WORK INSTRUCTIONS:
Return copies of the lines below that mention "false".

MATERIAL FOR THE TASK:
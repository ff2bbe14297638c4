use super::{Program, ProgramSolution, SolveStatus};
use crate::error::{ReductionError, Result};
use crate::opt::SolverOpt;
use crate::traits::ProgramSolver;

/// Depth-first branch-and-bound over binary variables.
///
/// Every node is a continuous relaxation handed to the wrapped solver with
/// some binaries fixed to 0 or 1. Branching picks the most fractional
/// binary and explores the side it is closer to first. Programs without
/// binaries go straight to the relaxation solver.
pub struct BranchAndBound<S> {
    relaxation: S,
    opt: SolverOpt,
}

impl<S: ProgramSolver> BranchAndBound<S> {
    pub fn new(relaxation: S, opt: SolverOpt) -> Self {
        Self { relaxation, opt }
    }

    /// Most fractional free binary of `x`, if any exceeds the tolerance.
    fn branch_var(&self, program: &Program, fixed: &[(usize, f64)], x: &[f64]) -> Option<usize> {
        let mut best: Option<(usize, f64)> = None;
        for (i, _) in program.binary.iter().enumerate().filter(|&(_, &b)| b) {
            if fixed.iter().any(|&(j, _)| j == i) {
                continue;
            }
            let frac = (x[i] - x[i].round()).abs();
            if frac <= self.opt.integrality_tolerance {
                continue;
            }
            if best.map_or(true, |(_, f)| frac > f) {
                best = Some((i, frac));
            }
        }
        best.map(|(i, _)| i)
    }
}

impl<S: ProgramSolver> ProgramSolver for BranchAndBound<S> {
    fn solve(&self, program: &Program) -> Result<ProgramSolution> {
        if !program.has_binaries() {
            return self.relaxation.solve(program);
        }

        let mut stack: Vec<Vec<(usize, f64)>> = vec![Vec::new()];
        let mut incumbent: Option<ProgramSolution> = None;
        let mut root: Option<ProgramSolution> = None;
        let mut nodes = 0;
        let mut exhausted = true;
        let mut degraded = false;

        while let Some(fixed) = stack.pop() {
            if nodes >= self.opt.node_limit {
                exhausted = false;
                break;
            }
            nodes += 1;

            let mut sub = program.clone();
            for &(i, v) in &fixed {
                sub.lower[i] = v;
                sub.upper[i] = Some(v);
            }
            let sol = self.relaxation.solve(&sub)?;
            if root.is_none() {
                root = Some(sol.clone());
            }

            match sol.status {
                SolveStatus::Optimal => {}
                SolveStatus::Suboptimal => degraded = true,
                SolveStatus::Infeasible => continue,
                status => {
                    log::debug!("branch-and-bound: node {} ended {:?}", nodes, status);
                    degraded = true;
                    continue;
                }
            }

            if let Some(inc) = &incumbent {
                let gap = self.opt.mip_gap * inc.objective.abs().max(1.0);
                if sol.objective >= inc.objective - gap {
                    continue;
                }
            }

            match self.branch_var(program, &fixed, &sol.x) {
                Some(i) => {
                    let near = sol.x[i].round().clamp(0.0, 1.0);
                    let far = 1.0 - near;
                    let mut far_node = fixed.clone();
                    far_node.push((i, far));
                    let mut near_node = fixed;
                    near_node.push((i, near));
                    stack.push(far_node);
                    stack.push(near_node);
                }
                None => {
                    let mut x = sol.x;
                    for (i, _) in program.binary.iter().enumerate().filter(|&(_, &b)| b) {
                        x[i] = x[i].round().clamp(0.0, 1.0);
                    }
                    let objective = program.objective_value(&x);
                    log::trace!("branch-and-bound: incumbent {} at node {}", objective, nodes);
                    incumbent = Some(ProgramSolution {
                        status: SolveStatus::Optimal,
                        x,
                        objective,
                        iterations: nodes,
                    });
                }
            }
        }

        log::debug!(
            "branch-and-bound: {} nodes, exhausted = {}, incumbent = {}",
            nodes,
            exhausted,
            incumbent.is_some()
        );

        match (incumbent, root) {
            (Some(mut inc), _) => {
                inc.iterations = nodes;
                inc.status = if !exhausted {
                    SolveStatus::NodeLimit
                } else if degraded {
                    SolveStatus::Suboptimal
                } else {
                    SolveStatus::Optimal
                };
                Ok(inc)
            }
            (None, Some(mut root)) => {
                root.iterations = nodes;
                root.status = if !exhausted {
                    SolveStatus::NodeLimit
                } else if root.status.has_values() {
                    // Relaxation was solvable but no integral point survived.
                    SolveStatus::Infeasible
                } else {
                    root.status
                };
                Ok(root)
            }
            (None, None) => Err(ReductionError::Solver(
                "branch-and-bound explored no nodes".to_string(),
            )),
        }
    }
}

FINISHED TASK:
        let mut degraded = false;
                exhausted = false;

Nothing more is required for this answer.